(Stored items)
• • •

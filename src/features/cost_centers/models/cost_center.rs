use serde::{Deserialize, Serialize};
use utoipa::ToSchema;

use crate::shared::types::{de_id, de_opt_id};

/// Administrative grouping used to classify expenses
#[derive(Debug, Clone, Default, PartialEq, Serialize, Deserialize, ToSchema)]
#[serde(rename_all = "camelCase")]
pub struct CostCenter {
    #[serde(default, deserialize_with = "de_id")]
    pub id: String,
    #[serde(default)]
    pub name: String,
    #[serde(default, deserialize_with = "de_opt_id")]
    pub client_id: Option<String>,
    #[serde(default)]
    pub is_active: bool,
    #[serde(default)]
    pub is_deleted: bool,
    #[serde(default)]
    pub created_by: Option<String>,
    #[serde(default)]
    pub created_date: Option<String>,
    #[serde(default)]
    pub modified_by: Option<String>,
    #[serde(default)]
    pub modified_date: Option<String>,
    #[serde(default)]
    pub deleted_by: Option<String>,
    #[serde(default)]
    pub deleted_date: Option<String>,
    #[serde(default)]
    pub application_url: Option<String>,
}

• • •

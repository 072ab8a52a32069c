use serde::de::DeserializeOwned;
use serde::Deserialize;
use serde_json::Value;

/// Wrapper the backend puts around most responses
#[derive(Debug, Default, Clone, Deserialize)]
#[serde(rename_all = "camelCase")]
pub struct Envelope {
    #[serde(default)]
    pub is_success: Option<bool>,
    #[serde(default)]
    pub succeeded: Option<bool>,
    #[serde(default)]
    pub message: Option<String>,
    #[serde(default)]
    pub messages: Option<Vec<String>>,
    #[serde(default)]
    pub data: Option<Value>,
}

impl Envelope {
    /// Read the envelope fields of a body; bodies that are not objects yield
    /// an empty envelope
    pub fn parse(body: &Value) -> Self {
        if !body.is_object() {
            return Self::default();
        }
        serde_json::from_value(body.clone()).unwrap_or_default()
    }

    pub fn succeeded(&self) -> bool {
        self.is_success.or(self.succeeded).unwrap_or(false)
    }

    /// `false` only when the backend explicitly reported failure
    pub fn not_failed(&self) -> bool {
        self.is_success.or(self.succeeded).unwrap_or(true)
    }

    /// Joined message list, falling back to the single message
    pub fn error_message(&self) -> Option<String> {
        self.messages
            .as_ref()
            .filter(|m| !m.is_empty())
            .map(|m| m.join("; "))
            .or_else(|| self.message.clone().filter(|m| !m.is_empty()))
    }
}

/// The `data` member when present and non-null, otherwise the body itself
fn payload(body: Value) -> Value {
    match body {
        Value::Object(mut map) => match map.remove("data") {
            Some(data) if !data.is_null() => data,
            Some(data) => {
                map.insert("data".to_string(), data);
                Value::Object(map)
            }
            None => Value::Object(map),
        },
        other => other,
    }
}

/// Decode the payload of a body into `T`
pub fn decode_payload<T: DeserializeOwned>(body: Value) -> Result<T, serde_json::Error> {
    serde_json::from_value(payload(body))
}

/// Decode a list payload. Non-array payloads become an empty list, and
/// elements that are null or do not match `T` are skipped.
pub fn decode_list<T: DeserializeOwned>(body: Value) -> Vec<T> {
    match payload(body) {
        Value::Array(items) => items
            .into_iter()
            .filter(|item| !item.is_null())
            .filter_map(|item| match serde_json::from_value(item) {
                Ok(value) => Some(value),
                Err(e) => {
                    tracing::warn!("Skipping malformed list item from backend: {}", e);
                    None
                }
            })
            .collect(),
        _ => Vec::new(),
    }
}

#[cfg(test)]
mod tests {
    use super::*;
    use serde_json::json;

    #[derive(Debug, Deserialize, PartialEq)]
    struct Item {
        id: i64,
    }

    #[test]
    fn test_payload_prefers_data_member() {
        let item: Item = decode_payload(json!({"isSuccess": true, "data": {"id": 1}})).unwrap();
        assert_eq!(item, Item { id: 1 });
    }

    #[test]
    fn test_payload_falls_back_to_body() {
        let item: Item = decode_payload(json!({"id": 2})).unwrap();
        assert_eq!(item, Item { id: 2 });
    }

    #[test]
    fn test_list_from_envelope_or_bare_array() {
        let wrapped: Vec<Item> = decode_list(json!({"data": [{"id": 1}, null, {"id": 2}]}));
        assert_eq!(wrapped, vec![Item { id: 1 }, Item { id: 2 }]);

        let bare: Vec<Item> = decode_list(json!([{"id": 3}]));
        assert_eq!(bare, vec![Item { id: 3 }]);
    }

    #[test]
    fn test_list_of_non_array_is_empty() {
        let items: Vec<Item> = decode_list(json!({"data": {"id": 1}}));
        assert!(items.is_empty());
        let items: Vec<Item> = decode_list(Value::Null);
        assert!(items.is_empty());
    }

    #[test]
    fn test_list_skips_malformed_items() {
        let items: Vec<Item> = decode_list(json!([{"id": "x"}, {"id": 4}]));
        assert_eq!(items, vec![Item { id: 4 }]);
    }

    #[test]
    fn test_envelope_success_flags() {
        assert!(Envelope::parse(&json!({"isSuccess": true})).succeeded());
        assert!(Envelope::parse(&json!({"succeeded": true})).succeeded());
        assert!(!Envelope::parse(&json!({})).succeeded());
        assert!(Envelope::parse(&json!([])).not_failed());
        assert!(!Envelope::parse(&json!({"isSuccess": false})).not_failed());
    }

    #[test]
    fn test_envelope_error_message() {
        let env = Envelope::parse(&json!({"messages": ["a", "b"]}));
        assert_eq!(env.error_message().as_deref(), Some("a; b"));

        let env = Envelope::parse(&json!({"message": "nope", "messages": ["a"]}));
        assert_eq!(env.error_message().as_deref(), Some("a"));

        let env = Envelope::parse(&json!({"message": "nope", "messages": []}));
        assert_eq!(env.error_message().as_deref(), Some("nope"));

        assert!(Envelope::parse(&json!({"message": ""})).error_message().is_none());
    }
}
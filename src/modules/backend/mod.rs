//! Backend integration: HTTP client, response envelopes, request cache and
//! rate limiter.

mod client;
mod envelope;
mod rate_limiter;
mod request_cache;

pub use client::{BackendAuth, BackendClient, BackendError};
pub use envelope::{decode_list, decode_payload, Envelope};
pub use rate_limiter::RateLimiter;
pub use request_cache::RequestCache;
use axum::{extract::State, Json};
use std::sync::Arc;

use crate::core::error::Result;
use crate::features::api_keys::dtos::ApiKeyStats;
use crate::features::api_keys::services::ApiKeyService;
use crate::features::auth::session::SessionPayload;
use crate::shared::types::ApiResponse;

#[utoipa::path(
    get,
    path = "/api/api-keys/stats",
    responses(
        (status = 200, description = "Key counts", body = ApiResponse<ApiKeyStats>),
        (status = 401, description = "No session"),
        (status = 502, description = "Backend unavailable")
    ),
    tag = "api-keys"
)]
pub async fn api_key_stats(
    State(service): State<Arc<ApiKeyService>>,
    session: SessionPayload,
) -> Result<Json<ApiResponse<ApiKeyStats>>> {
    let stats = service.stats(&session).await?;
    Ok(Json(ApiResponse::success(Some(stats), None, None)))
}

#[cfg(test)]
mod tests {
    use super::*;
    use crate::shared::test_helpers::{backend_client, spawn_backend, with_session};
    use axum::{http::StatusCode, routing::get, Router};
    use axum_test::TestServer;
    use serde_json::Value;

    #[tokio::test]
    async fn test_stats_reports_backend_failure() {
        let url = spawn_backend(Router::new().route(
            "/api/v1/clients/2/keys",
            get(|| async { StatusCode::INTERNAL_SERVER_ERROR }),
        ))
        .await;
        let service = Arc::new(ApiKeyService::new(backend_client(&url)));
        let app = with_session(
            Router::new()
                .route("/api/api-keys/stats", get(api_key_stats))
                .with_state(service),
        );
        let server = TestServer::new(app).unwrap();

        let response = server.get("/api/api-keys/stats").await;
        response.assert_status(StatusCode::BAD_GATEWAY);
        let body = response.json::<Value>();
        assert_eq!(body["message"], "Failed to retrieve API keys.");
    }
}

• • •

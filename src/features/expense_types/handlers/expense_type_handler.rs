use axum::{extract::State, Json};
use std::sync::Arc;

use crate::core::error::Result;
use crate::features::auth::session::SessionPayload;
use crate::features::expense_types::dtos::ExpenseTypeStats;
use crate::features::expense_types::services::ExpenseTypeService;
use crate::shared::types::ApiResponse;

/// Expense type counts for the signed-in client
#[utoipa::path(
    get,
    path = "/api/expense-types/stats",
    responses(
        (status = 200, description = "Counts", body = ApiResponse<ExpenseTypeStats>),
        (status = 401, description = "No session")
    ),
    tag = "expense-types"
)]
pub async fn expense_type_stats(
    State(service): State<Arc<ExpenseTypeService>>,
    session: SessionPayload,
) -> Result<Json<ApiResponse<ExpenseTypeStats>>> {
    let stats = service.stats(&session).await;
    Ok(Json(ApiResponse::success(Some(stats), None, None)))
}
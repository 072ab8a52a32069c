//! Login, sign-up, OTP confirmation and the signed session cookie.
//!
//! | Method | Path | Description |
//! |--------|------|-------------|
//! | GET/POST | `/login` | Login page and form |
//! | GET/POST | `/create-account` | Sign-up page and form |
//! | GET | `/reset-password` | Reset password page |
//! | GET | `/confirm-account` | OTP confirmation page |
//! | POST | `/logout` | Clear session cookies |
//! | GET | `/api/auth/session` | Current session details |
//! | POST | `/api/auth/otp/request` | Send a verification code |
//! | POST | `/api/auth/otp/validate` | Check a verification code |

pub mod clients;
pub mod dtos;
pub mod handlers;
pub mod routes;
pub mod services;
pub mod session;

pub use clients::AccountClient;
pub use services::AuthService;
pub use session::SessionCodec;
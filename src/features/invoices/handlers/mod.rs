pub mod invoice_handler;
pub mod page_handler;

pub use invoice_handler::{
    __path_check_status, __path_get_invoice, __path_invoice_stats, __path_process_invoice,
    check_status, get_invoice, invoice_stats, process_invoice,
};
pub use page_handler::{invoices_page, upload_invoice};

• • •

__EXERCISE DESCRIPTION__
Go through the data and return each line where the word "await" appears.

__EXPECTED ANSWER__
    let stats = service.stats(&session).await?;
        .await;
        let response = server.get("/api/api-keys/stats").await;
    let stats = service.stats(&session).await;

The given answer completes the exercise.